Pesez les perles d’hydroxyapatite dans les microtubes et stérilisez-les. Ensuite, lavez les perles, à l’aide de tampon d’adsorption Ab.Ajouter 500 microlitres de salive dans les microtubes pour former un film salivaire, et incuber à 37 degrés Celsius avec 24 rotations par minute pendant 40 minutes. Retirer le surnatant salivaire et laver les perles trois fois avec Ab pour les préparer aux analyses en aval.
Ajouter 500 microlitres de l’échantillon ou le contrôle dans chaque microtube contenant des perles avec pellicle salivaire, et les incuber à 24 rotations par minute et 37 degrés Celsius pendant 30 minutes. Lavez les perles trois fois avec Ab.Add 500 microlitres de culture microbienne à chaque microtube, et incuber les tubes dans des conditions similaires pendant une heure. Ensuite, lavez les cellules non liées trois fois avec ab tampon.

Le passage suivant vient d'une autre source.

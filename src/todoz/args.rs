use clap::{Parser, Subcommand};
use std::path::PathBuf;

#[derive(Parser, Debug)]
#[command(name = "todoz", version)]
#[command(about = "In-memory user accounts and todo lists", long_about = None)]
pub struct Cli {
    #[command(subcommand)]
    pub command: Option<Commands>,

    /// Verbose output (debug logging on stderr)
    #[arg(short, long, global = true)]
    pub verbose: bool,

    /// Print envelopes as single-line JSON
    #[arg(long, global = true)]
    pub compact: bool,

    /// Directory holding config.json
    #[arg(long, global = true, value_name = "DIR")]
    pub config: Option<PathBuf>,
}

#[derive(Subcommand, Debug)]
pub enum Commands {
    /// Replay the registration and todo walkthrough (default)
    Demo,

    /// Run JSON-lines requests, one envelope per request
    Run {
        /// Request file; reads stdin when omitted
        file: Option<PathBuf>,
    },
}
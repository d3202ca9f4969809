use thiserror::Error;
use uuid::Uuid;

/// Coarse classification of a failure, as reported in a failed [`crate::outcome::Outcome`].
#[derive(Debug, Clone, Copy, PartialEq, Eq)]
pub enum ErrorKind {
    /// A user or todo could not be resolved.
    NotFound,
    /// The email is already bound to another account.
    Conflict,
    /// A field was missing, empty or too short.
    InvalidInput,
    /// A password comparison failed.
    Unauthorized,
    /// The store or its configuration misbehaved.
    Internal,
}

#[derive(Error, Debug)]
pub enum TodozError {
    #[error("User with ID '{0}' not found.")]
    UserNotFound(Uuid),

    #[error("User with email '{0}' not found.")]
    EmailNotFound(String),

    #[error("Todo with ID '{0}' not found.")]
    TodoNotFound(Uuid),

    #[error("Todo with ID '{0}' not found for this user.")]
    TodoNotFoundForUser(Uuid),

    #[error("Email '{0}' is already registered.")]
    DuplicateEmail(String),

    #[error("{0}")]
    InvalidArgument(String),

    #[error("{0}")]
    AuthenticationFailed(String),

    #[error("Store error: {0}")]
    Store(String),

    #[error("IO error: {0}")]
    Io(#[from] std::io::Error),

    #[error("Serialization error: {0}")]
    Serialization(#[from] serde_json::Error),
}

impl TodozError {
    pub fn invalid(message: impl Into<String>) -> Self {
        Self::InvalidArgument(message.into())
    }

    pub fn kind(&self) -> ErrorKind {
        match self {
            Self::UserNotFound(_)
            | Self::EmailNotFound(_)
            | Self::TodoNotFound(_)
            | Self::TodoNotFoundForUser(_) => ErrorKind::NotFound,
            Self::DuplicateEmail(_) => ErrorKind::Conflict,
            Self::InvalidArgument(_) => ErrorKind::InvalidInput,
            Self::AuthenticationFailed(_) => ErrorKind::Unauthorized,
            Self::Store(_) | Self::Io(_) | Self::Serialization(_) => ErrorKind::Internal,
        }
    }
}

pub type Result<T> = std::result::Result<T, TodozError>;
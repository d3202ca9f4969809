use crate::commands::CmdResult;
use crate::error::Result;
use crate::store::DataStore;
use uuid::Uuid;

use super::helpers::find_user;

/// Case-insensitive substring search over title, details and the creation
/// timestamp. Results keep stored order; there is no ranking.
pub fn run<S: DataStore>(store: &S, user_id: &Uuid, query: &str) -> Result<CmdResult> {
    find_user(store, user_id)?;
    let needle = query.to_lowercase();
    let matches = store
        .list_todos(user_id)
        .into_iter()
        .filter(|t| t.matches(&needle))
        .collect();
    Ok(CmdResult::default().with_todos(matches))
}
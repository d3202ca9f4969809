//! # Storage Layer
//!
//! This module defines the storage abstraction for todoz. The [`DataStore`] trait
//! is what the command layer talks to; it never sees the indices directly.
//!
//! ## Indices
//!
//! [`memory::InMemoryStore`] is built from three indices, each the source of
//! truth for one relation:
//!
//! - [`email_index::EmailIndex`]: user id <-> email, both directions unique.
//!   Resolves logins and guards registration against duplicate emails.
//! - [`user_index::UserIndex`]: user id -> full `User` record.
//! - [`todo_index::TodoIndex`]: user id -> ordered list of that user's todos.
//!
//! The indices are dumb containers. Cross-index invariants (an email is bound
//! only when the user record exists, a todo is filed under exactly one user)
//! are enforced by the store methods that write them together.
//!
//! ## Ownership
//!
//! Reads hand out clones. Nothing outside the store holds a reference into
//! its collections, so every mutation goes through one of the methods below.

use crate::error::Result;
use crate::model::{Todo, User};
use uuid::Uuid;

pub mod email_index;
pub mod memory;
pub mod todo_index;
pub mod user_index;

/// Abstract interface for user and todo storage.
pub trait DataStore {
    /// Whether `email` is already bound to some user (exact match).
    fn email_registered(&self, email: &str) -> bool;

    /// Resolve a user id from an email.
    fn find_user_id_by_email(&self, email: &str) -> Option<Uuid>;

    /// Store a new user in the email and user indices together.
    fn insert_user(&mut self, user: &User) -> Result<()>;

    /// Get a user by ID
    fn get_user(&self, id: &Uuid) -> Result<User>;

    /// Replace an existing user record
    fn save_user(&mut self, user: &User) -> Result<()>;

    /// Append a todo to the user's list
    fn add_todo(&mut self, user_id: &Uuid, todo: &Todo) -> Result<()>;

    /// All todos of a user in insertion order (empty when none)
    fn list_todos(&self, user_id: &Uuid) -> Vec<Todo>;

    /// Get one todo from the user's list
    fn get_todo(&self, user_id: &Uuid, todo_id: &Uuid) -> Result<Todo>;

    /// Replace a todo in place, keeping its position in the list
    fn save_todo(&mut self, user_id: &Uuid, todo: &Todo) -> Result<()>;

    /// Remove a todo from the user's list
    fn delete_todo(&mut self, user_id: &Uuid, todo_id: &Uuid) -> Result<()>;
}
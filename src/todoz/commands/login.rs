use crate::commands::{CmdMessage, CmdResult};
use crate::error::{Result, TodozError};
use crate::store::DataStore;

use super::helpers::find_user;

/// The returned user id acts as the bearer token for every later call.
pub fn run<S: DataStore>(store: &S, email: &str, password: &str) -> Result<CmdResult> {
    let user_id = store
        .find_user_id_by_email(email)
        .ok_or_else(|| TodozError::EmailNotFound(email.to_string()))?;
    let user = find_user(store, &user_id)?;

    if !user.password_matches(password) {
        return Err(TodozError::AuthenticationFailed("Invalid password.".into()));
    }

    Ok(CmdResult::default()
        .with_user_id(user.id)
        .with_message(CmdMessage::success("Login successful.")))
}
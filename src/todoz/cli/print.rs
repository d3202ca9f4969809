use chrono::{Local, NaiveDateTime};
use colored::Colorize;
use timeago::Formatter;
use todoz::envelope;
use todoz::model::{Todo, TodoStatus};
use todoz::outcome::Outcome;
use unicode_width::{UnicodeWidthChar, UnicodeWidthStr};

const LINE_WIDTH: usize = 100;
const TIME_WIDTH: usize = 14;
const DONE_MARKER: &str = "✓";
const OPEN_MARKER: &str = "·";

pub(crate) fn print_heading(text: &str) {
    println!("\n{}", text.bold().cyan());
}

pub(crate) fn print_envelope(outcome: &Outcome, pretty: bool) {
    println!("{}", envelope::render(outcome, pretty));
}

pub(crate) fn print_todos(todos: &[Todo]) {
    if todos.is_empty() {
        println!("No todos found.");
        return;
    }

    for (i, todo) in todos.iter().enumerate() {
        let idx_str = format!("{}. ", i + 1);
        let marker = match todo.status {
            TodoStatus::Active => format!("  {} ", OPEN_MARKER),
            TodoStatus::Completed => format!("  {} ", DONE_MARKER),
        };

        let details_preview: String = todo
            .details
            .as_deref()
            .unwrap_or_default()
            .chars()
            .take(50)
            .map(|c| if c == '\n' { ' ' } else { c })
            .collect();
        let title_details = if details_preview.is_empty() {
            todo.title.clone()
        } else {
            format!("{} {}", todo.title, details_preview)
        };

        let fixed_width = marker.width() + idx_str.width() + TIME_WIDTH;
        let available = LINE_WIDTH.saturating_sub(fixed_width);
        let title_display = truncate_to_width(&title_details, available);
        let padding = available.saturating_sub(title_display.width());

        let marker_colored = match todo.status {
            TodoStatus::Active => marker.yellow(),
            TodoStatus::Completed => marker.green(),
        };

        println!(
            "{}{}{}{}{}",
            marker_colored,
            idx_str,
            title_display,
            " ".repeat(padding),
            format_time_ago(todo.created_at).dimmed()
        );
    }
}

fn truncate_to_width(s: &str, max_width: usize) -> String {
    let mut result = String::new();
    let mut current_width = 0;

    for c in s.chars() {
        let char_width = c.width().unwrap_or(0);
        if current_width + char_width > max_width.saturating_sub(1) {
            result.push('…');
            return result;
        }
        result.push(c);
        current_width += char_width;
    }

    result
}

fn format_time_ago(created_at: NaiveDateTime) -> String {
    let duration = Local::now().naive_local().signed_duration_since(created_at);
    let time_str = Formatter::new().convert(duration.to_std().unwrap_or_default());
    format!("{:>width$}", time_str, width = TIME_WIDTH)
}

#[cfg(test)]
mod tests {
    use super::*;

    #[test]
    fn truncates_with_ellipsis() {
        let out = truncate_to_width("Schedule Dentist Appointment", 10);
        assert_eq!(out, "Schedule …");
        assert_eq!(out.width(), 10);
    }

    #[test]
    fn short_text_is_untouched() {
        assert_eq!(truncate_to_width("Buy", 10), "Buy");
    }
}
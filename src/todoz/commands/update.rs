use crate::commands::{CmdMessage, CmdResult};
use crate::error::Result;
use crate::model::TodoPatch;
use crate::store::DataStore;
use uuid::Uuid;

use super::helpers::{find_user, validate_title};

/// Apply a partial update. Absent fields are left as they are, so an empty
/// patch succeeds and returns the todo unchanged.
pub fn run<S: DataStore>(
    store: &mut S,
    user_id: &Uuid,
    todo_id: &Uuid,
    patch: &TodoPatch,
) -> Result<CmdResult> {
    find_user(store, user_id)?;
    let mut todo = store.get_todo(user_id, todo_id)?;
    if let Some(title) = &patch.title {
        validate_title(title)?;
    }

    let mut result = CmdResult::default();
    if patch.is_empty() {
        result.add_message(CmdMessage::info("Nothing to update."));
        return Ok(result.with_updated_todo(todo));
    }

    patch.apply(&mut todo);
    store.save_todo(user_id, &todo)?;

    result.add_message(CmdMessage::success(format!(
        "Todo updated: {}",
        todo.title
    )));
    Ok(result.with_updated_todo(todo))
}
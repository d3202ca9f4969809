use crate::model::Todo;
use std::collections::HashMap;
use uuid::Uuid;

/// One-to-many map from user id to that user's todos, in insertion order.
///
/// Alongside the per-user lists it keeps a todo id -> owner map, so a todo id
/// filed under one user can never show up under another.
#[derive(Debug, Default)]
pub struct TodoIndex {
    by_user: HashMap<Uuid, Vec<Todo>>,
    owners: HashMap<Uuid, Uuid>,
}

impl TodoIndex {
    pub fn new() -> Self {
        Self::default()
    }

    /// Append `todo` to the user's list, creating the list on first insert.
    ///
    /// Returns `false` (and stores nothing) when the todo id is already filed.
    pub fn put(&mut self, user_id: Uuid, todo: Todo) -> bool {
        if self.owners.contains_key(&todo.id) {
            return false;
        }
        self.owners.insert(todo.id, user_id);
        self.by_user.entry(user_id).or_default().push(todo);
        true
    }

    /// The user's todos, empty when the user never added any.
    pub fn get(&self, user_id: &Uuid) -> &[Todo] {
        self.by_user
            .get(user_id)
            .map(Vec::as_slice)
            .unwrap_or_default()
    }

    pub fn find(&self, user_id: &Uuid, todo_id: &Uuid) -> Option<&Todo> {
        self.get(user_id).iter().find(|t| t.id == *todo_id)
    }

    pub fn find_mut(&mut self, user_id: &Uuid, todo_id: &Uuid) -> Option<&mut Todo> {
        self.by_user
            .get_mut(user_id)?
            .iter_mut()
            .find(|t| t.id == *todo_id)
    }

    /// Remove the first todo of `user_id` matching `predicate`.
    pub fn remove_where<F>(&mut self, user_id: &Uuid, predicate: F) -> bool
    where
        F: Fn(&Todo) -> bool,
    {
        let Some(todos) = self.by_user.get_mut(user_id) else {
            return false;
        };
        match todos.iter().position(predicate) {
            Some(pos) => {
                let removed = todos.remove(pos);
                self.owners.remove(&removed.id);
                true
            }
            None => false,
        }
    }

    /// Total number of todos across all users.
    pub fn count(&self) -> usize {
        self.owners.len()
    }
}
use crate::error::{Result, TodozError};
use serde::{Deserialize, Serialize};
use std::fs;
use std::path::Path;

const CONFIG_FILENAME: &str = "config.json";
const DEFAULT_MIN_PASSWORD_LENGTH: usize = 6;

/// Configuration for todoz, stored in `<config dir>/config.json`
#[derive(Debug, Clone, Serialize, Deserialize, PartialEq, Eq)]
pub struct TodozConfig {
    /// Shortest password accepted by registration and password changes
    #[serde(default = "default_min_password_length")]
    pub min_password_length: usize,

    /// Render envelopes as indented JSON
    #[serde(default = "default_pretty_json")]
    pub pretty_json: bool,
}

fn default_min_password_length() -> usize {
    DEFAULT_MIN_PASSWORD_LENGTH
}

fn default_pretty_json() -> bool {
    true
}

impl Default for TodozConfig {
    fn default() -> Self {
        Self {
            min_password_length: DEFAULT_MIN_PASSWORD_LENGTH,
            pretty_json: true,
        }
    }
}

impl TodozConfig {
    /// Load config from the given directory, or return defaults if not found
    pub fn load<P: AsRef<Path>>(config_dir: P) -> Result<Self> {
        let config_path = config_dir.as_ref().join(CONFIG_FILENAME);

        if !config_path.exists() {
            return Ok(Self::default());
        }

        let content = fs::read_to_string(&config_path).map_err(TodozError::Io)?;
        let config: TodozConfig =
            serde_json::from_str(&content).map_err(TodozError::Serialization)?;
        config.validate()?;
        Ok(config)
    }

    pub fn validate(&self) -> Result<()> {
        if self.min_password_length == 0 {
            return Err(TodozError::invalid(
                "min_password_length must be at least 1",
            ));
        }
        Ok(())
    }
}

#[cfg(test)]
mod tests {
    use super::*;

    #[test]
    fn test_default_config() {
        let config = TodozConfig::default();
        assert_eq!(config.min_password_length, 6);
        assert!(config.pretty_json);
    }

    #[test]
    fn test_load_missing_config() {
        let temp_dir = tempfile::tempdir().unwrap();
        let config = TodozConfig::load(temp_dir.path()).unwrap();
        assert_eq!(config, TodozConfig::default());
    }

    #[test]
    fn test_load_full_file() {
        let temp_dir = tempfile::tempdir().unwrap();
        let config = TodozConfig {
            min_password_length: 12,
            pretty_json: false,
        };
        fs::write(
            temp_dir.path().join(CONFIG_FILENAME),
            serde_json::to_string_pretty(&config).unwrap(),
        )
        .unwrap();

        let loaded = TodozConfig::load(temp_dir.path()).unwrap();
        assert_eq!(loaded, config);
    }

    #[test]
    fn test_partial_file_uses_defaults() {
        let temp_dir = tempfile::tempdir().unwrap();
        fs::write(
            temp_dir.path().join(CONFIG_FILENAME),
            r#"{"pretty_json": false}"#,
        )
        .unwrap();

        let loaded = TodozConfig::load(temp_dir.path()).unwrap();
        assert_eq!(loaded.min_password_length, 6);
        assert!(!loaded.pretty_json);
    }

    #[test]
    fn test_zero_length_is_rejected() {
        let temp_dir = tempfile::tempdir().unwrap();
        fs::write(
            temp_dir.path().join(CONFIG_FILENAME),
            r#"{"min_password_length": 0}"#,
        )
        .unwrap();

        assert!(TodozConfig::load(temp_dir.path()).is_err());
    }

    #[test]
    fn test_malformed_file_is_a_serialization_error() {
        let temp_dir = tempfile::tempdir().unwrap();
        fs::write(temp_dir.path().join(CONFIG_FILENAME), "not json").unwrap();

        assert!(matches!(
            TodozConfig::load(temp_dir.path()),
            Err(TodozError::Serialization(_))
        ));
    }
}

Resuspendez chaque échantillon avec un millilitre de tampon Ab, et centicade à sept watts pendant 30 secondes. Diluer en série les aliquots de chaque suspension, décupler, et les plaquer sur des plaques d’agar spécifiques. Incuber les plaques pendant 48 heures à 37 degrés Celsius en dioxyde de carbone de 5%, et compter les colonies.
Pour l’analyse des données, entrez les données brutes pour les bioassays dans une feuille de calcul, et calculez le journal de l’inhibition de croissance microbienne par chaque traitement, et le pourcentage de journal de l’inhibition de croissance microbienne, par rapport au contrôle. Corrigez la densité optique des lectures et calculez le pourcentage d’inhibition de la biomasse. Le profil chimique du dépistage biologique de la quantité de diterpenes de type Clerodane et de flavonoïdes glycoylés dans trois variétés d’extraits de C.sylvestris, à savoir sylvestris, intermédiaire et lingua, sont présentés ici.
Après analyse des données brutes, quatre extraits ont montré une réponse favorable. Les données chromatographic de ces quatre extraits montrent la présence simultanée des diterpenes clerodane-type et des flavonoïdes glycoylated. En outre, ils comprennent le même biome et la variété.
Le pourcentage calculé de CFU des cellules planctoniques traitées, la biomasse en pourcentage des biofilms traités, et pour cent de CFU du biofilm traité sont montrés ici. Aucun extrait brut n’a affecté de manière significative l’enlèvement des cellules de S.mutans adhéré au pellicle salivaire. L’adhérence des cellules S.mutans à la matrice glucane a été affaiblie par trois des extraits bruts.
Étant donné que chaque espèce végétale nécessite des méthodes d’analyse chimique optimisées et spécifiques, la meilleure fraction de solvant et la meilleure méthode analytique doivent être sélectionnées à partir de rapports antérieurs ou définies par conception expérimentale. Il est essentiel de préparer des formulations avec l’extrait brut le plus actif et les fractions et de les tester sur des modèles complexes pour empêcher le développement de biofilms et de cavités.